Posted by Vinod Kumar under: ISMS Articles.

The first and foremost task to do after your certification process is to mitigate all non-conformities/non–compliances that were identified during your certification audit. This must be completed before your surveillance audit is due. Auditors will not be happy to see any of their findings to re-appear again in the following audits. If any of your policy or procedure documents require to be updated, ensure that you document these changes (version control within the documnet), get these document reviewed, approved by management and circulated to authoirzed people.

Keep an eye on any assets been added to your infrastructure. Usually in large organizations it is quiet obvious that you tend to skip this task and get surprises during your next audit. There are also possibilities that an asset has been removed from the infrastructure. Identify the assets, do a risk assessment, update your risk treatment documents and the SOA if required. Since you are already certified, I assume the process of adding assets or removing has already been defined, communicated and followed.

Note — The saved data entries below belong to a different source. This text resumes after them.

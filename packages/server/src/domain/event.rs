//! サーバーからクライアントへ通知するイベント
//!
//! ワイヤーフォーマットへの変換は Infrastructure 層（`infrastructure::dto`）が行います。

use super::{ChatMessage, NameValidationError, Username};

#[derive(Debug, Clone, PartialEq, Eq)]
pub enum ChatEvent {
    /// ユーザーが参加した（本人向けと他の参加者向けで `message` が異なる）
    UserJoined { username: Username, message: String },
    /// オンライン中のユーザー一覧
    PresenceUpdated(Vec<Username>),
    /// 参加直後に本人へ送る直近のメッセージ（古い順）
    History(Vec<ChatMessage>),
    Typing { username: Username },
    StopTyping { username: Username },
    /// 永続化済みのメッセージ
    MessagePosted(ChatMessage),
    UserLeft { username: Username, message: String },
    /// 表示名が検証ルールを満たさず参加できなかった
    JoinRejected { reason: NameValidationError },
}

impl ChatEvent {
    /// 参加した本人に送る参加通知
    pub fn joined_self(username: Username) -> Self {
        Self::UserJoined {
            username,
            message: "you joined".to_string(),
        }
    }

    /// 他の参加者に送る参加通知
    pub fn joined_others(username: Username) -> Self {
        let message = format!("{} joined", username);
        Self::UserJoined { username, message }
    }

    pub fn left(username: Username) -> Self {
        let message = format!("{} left", username);
        Self::UserLeft { username, message }
    }
}
//! Repository の実装
//!
//! - `inmemory`: プロセス内のメモリを使った実装
//! - `sqlite`: SQLite を使った永続化実装

pub mod inmemory;
pub mod sqlite;

pub use inmemory::{InMemoryMessageRepository, InMemoryPresenceRegistry};
pub use sqlite::SqliteMessageRepository;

User awareness should be an ongoing process. Try to avoid giving the same details over and over again. Employees will be interested in knowing the latest threats and

• how that can impact the organization
• what measures have we taken to avoid this risk
• by implementing information security practices how have we taken care of such threats
• how much value they as employees have added

Never forget to check the effectiveness of the awareness sessions. You can conduct quizzes, scenario based training programs, online training programs etc, which can be made mandatory by having the performance of individuals mapped directly to their appraisals.

Internal audit should be carried out at regular interval. The interval of audits will be as per your internal policy. There are different areas were the audits has to be conducted. I am sure you would have experienced this during your certification audit. Some of areas are as listed below. For more details on what to look for under each of these areas, refer to my article called “ISMS Implementation guide” which is posted in the same site.

• On floor audit
• Desktop audit
• Awareness audit
• Technical audit
• Social engineering

Some of the other activities that should be carried out on a regular basis, apart from the awareness are as mentioned below:

• Fire drills
• Check for the expiry dates on fire extinguishers
• Penetration testing, Vulnerability assessment
• Testing of BCP implementation

The last one on this article is to measure the effectiveness of your implementation. There is something that you have implemented and you need to know if what you have implemented is useful, valuable to the organization which includes employees and effective. This will also help you in your surveillance audit to a great extent in showing improvements.

How to measure your controls effectiveness is a topic by itself. I am looking forward in writing an article at the earliest. In the meantime there is a document from National Institute of Standards and Technology (NIST), sp800-80, which is still in a draft stage. You can get this document from the following location.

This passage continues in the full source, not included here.